**Data for analysis:**
+++

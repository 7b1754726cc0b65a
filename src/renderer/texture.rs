use std::{fmt, sync::Arc};

use image::{RgbaImage, imageops::FilterType};

use crate::foundation::core::TextureSize;
use crate::foundation::error::{FilterError, FilterResult};

/// Supported pixel formats for textures.
#[derive(Clone, Copy, Debug, Default, PartialEq, Eq, Hash, serde::Serialize, serde::Deserialize)]
#[serde(rename_all = "snake_case")]
pub enum PixelFormat {
    #[default]
    Rgba8Premul,
}

/// Texture declaration: dimensions, mip chain length and pixel format.
#[derive(Clone, Copy, Debug, PartialEq, Eq, Hash, serde::Serialize, serde::Deserialize)]
pub struct TextureDescriptor {
    pub format: PixelFormat,
    pub size: TextureSize,
    pub mip_count: u32,
}

impl TextureDescriptor {
    pub fn new(size: TextureSize) -> Self {
        Self {
            format: PixelFormat::Rgba8Premul,
            size,
            mip_count: 1,
        }
    }

    pub fn with_mip_count(mut self, mip_count: u32) -> Self {
        self.mip_count = mip_count;
        self
    }

    pub fn validate(&self) -> FilterResult<()> {
        if self.size.is_empty() {
            return Err(FilterError::validation(format!(
                "texture size {}x{} must be non-empty",
                self.size.width, self.size.height
            )));
        }
        let max = self.size.mip_count();
        if self.mip_count == 0 || self.mip_count > max {
            return Err(FilterError::validation(format!(
                "mip_count {} must be in 1..={max}",
                self.mip_count
            )));
        }
        Ok(())
    }
}

/// A backend image resource, shared between graph nodes through [`TextureHandle`].
///
/// Only the read-only attributes are queried by filter inputs; pixel access is a backend concern.
pub trait Texture: Send + Sync + fmt::Debug {
    fn descriptor(&self) -> &TextureDescriptor;

    /// Whether the backing storage matches the descriptor.
    fn is_valid(&self) -> bool;

    fn label(&self) -> Option<&str> {
        None
    }

    fn size(&self) -> TextureSize {
        self.descriptor().size
    }

    fn mip_count(&self) -> u32 {
        self.descriptor().mip_count
    }
}

/// Shared, thread-safe reference to a texture.
pub type TextureHandle = Arc<dyn Texture>;

/// CPU texture: one premultiplied RGBA8 image per mip level.
#[derive(Clone, Debug)]
pub struct CpuTexture {
    desc: TextureDescriptor,
    levels: Vec<RgbaImage>,
    label: Option<String>,
}

impl CpuTexture {
    /// Allocate a transparent texture with every level the descriptor declares.
    pub fn new(desc: TextureDescriptor) -> FilterResult<Self> {
        desc.validate()?;
        let levels = (0..desc.mip_count)
            .map(|level| {
                let size = desc.size.mip_size(level)?;
                Ok(RgbaImage::new(size.width, size.height))
            })
            .collect::<FilterResult<Vec<_>>>()?;
        Ok(Self {
            desc,
            levels,
            label: None,
        })
    }

    /// Wrap already premultiplied pixels as a single-level texture.
    pub fn from_image(image: RgbaImage) -> FilterResult<Self> {
        let desc = TextureDescriptor::new(TextureSize::new(image.width(), image.height()));
        desc.validate()?;
        Ok(Self {
            desc,
            levels: vec![image],
            label: None,
        })
    }

    pub fn with_label(mut self, label: impl Into<String>) -> Self {
        self.label = Some(label.into());
        self
    }

    /// Rebuild the full mip chain from level 0.
    pub fn generate_mipmaps(&mut self) -> FilterResult<()> {
        let base = self
            .levels
            .first()
            .cloned()
            .ok_or_else(|| FilterError::validation("texture has no base level"))?;
        let count = self.desc.size.mip_count();
        let mut levels = Vec::with_capacity(count as usize);
        levels.push(base);
        for level in 1..count {
            let size = self.desc.size.mip_size(level)?;
            let next = image::imageops::resize(
                &levels[levels.len() - 1],
                size.width,
                size.height,
                FilterType::Triangle,
            );
            levels.push(next);
        }
        self.levels = levels;
        self.desc.mip_count = count;
        Ok(())
    }

    pub fn level(&self, level: u32) -> Option<&RgbaImage> {
        self.levels.get(level as usize)
    }

    pub fn into_handle(self) -> TextureHandle {
        Arc::new(self)
    }
}

impl Texture for CpuTexture {
    fn descriptor(&self) -> &TextureDescriptor {
        &self.desc
    }

    fn is_valid(&self) -> bool {
        if self.desc.validate().is_err() || self.levels.len() != self.desc.mip_count as usize {
            return false;
        }
        self.levels.iter().enumerate().all(|(idx, img)| {
            self.desc
                .size
                .mip_size(idx as u32)
                .is_ok_and(|s| s.width == img.width() && s.height == img.height())
        })
    }

    fn label(&self) -> Option<&str> {
        self.label.as_deref()
    }
}

#[cfg(test)]
#[path = "../../tests/unit/renderer/texture.rs"]
mod tests;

+++

**Activity:** Find each line above that contains "bool", and copy those lines.

**The completed task:**
    fn is_valid(&self) -> bool;
    fn is_valid(&self) -> bool {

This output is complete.